The lines to reproduce run from the first one below to the line containing "lives here explicitly;", both included. Reproduce them exactly and nothing else.

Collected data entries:

********

//! Application state module.
//!
//! Defines the shared application state that is passed to route handlers and
//! the collector at construction time. All process-wide mutable state (the
//! gauge registry, the collector, the scrape counter) lives here explicitly;
//! there is no module-level initialization order to get wrong. The store
//! handle is owned by the collector, the only component that queries it.

use shared::config::CollectionConfig;
use shared::storage::{EventStore, InMemoryEventStore};
use std::sync::atomic::{AtomicU64, Ordering};
use std::sync::Arc;

use crate::collector::Collector;
use crate::metrics::AppMetrics;

/// Application state shared across all request handlers.
#[derive(Clone)]
pub struct AppState {
    /// The gauge registry serialized by the scrape endpoint.
    metrics: Arc<AppMetrics>,
    /// The collector invoked by the scheduler and the trigger endpoint.
    collector: Arc<Collector>,
    /// Number of scrape requests served since startup.
    scrape_count: Arc<AtomicU64>,
}

impl AppState {
    /// Creates a new application state with the given store and settings.
    ///
    /// # Errors
    ///
    /// Returns an error if the gauge registry cannot be constructed.
    pub fn new(store: Arc<dyn EventStore>, collection: CollectionConfig) -> anyhow::Result<Self> {
        let metrics = AppMetrics::new_shared()?;
        let collector = Arc::new(Collector::new(store, Arc::clone(&metrics), collection));

        Ok(Self {
            metrics,
            collector,
            scrape_count: Arc::new(AtomicU64::new(0)),
        })
    }

    /// Creates a new application state with an in-memory event store.
    ///
    /// This is useful for development and testing.
    ///
    /// # Panics
    ///
    /// Panics if the gauge registry cannot be constructed, which only happens
    /// when metric names collide (a programming error).
    #[must_use]
    pub fn with_in_memory_store() -> Self {
        Self::new(
            InMemoryEventStore::new_shared(),
            CollectionConfig::default(),
        )
        .expect("fresh registry construction cannot fail")
    }

    /// Returns the gauge registry.
    #[must_use]
    pub fn metrics(&self) -> &AppMetrics {
        self.metrics.as_ref()
    }

    /// Returns the collector handle.
    #[must_use]
    pub fn collector(&self) -> Arc<Collector> {
        Arc::clone(&self.collector)
    }

    /// Increments the scrape counter and returns the new value.
    pub fn record_scrape(&self) -> u64 {
        self.scrape_count.fetch_add(1, Ordering::Relaxed) + 1
    }

    /// Returns the number of scrape requests served since startup.
    #[must_use]
    pub fn scrape_count(&self) -> u64 {
        self.scrape_count.load(Ordering::Relaxed)
    }
}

********

• _SOLUTION FOR THIS TASK_:
//! Application state module.
//!
//! Defines the shared application state that is passed to route handlers and
//! the collector at construction time. All process-wide mutable state (the
//! gauge registry, the collector, the scrape counter) lives here explicitly;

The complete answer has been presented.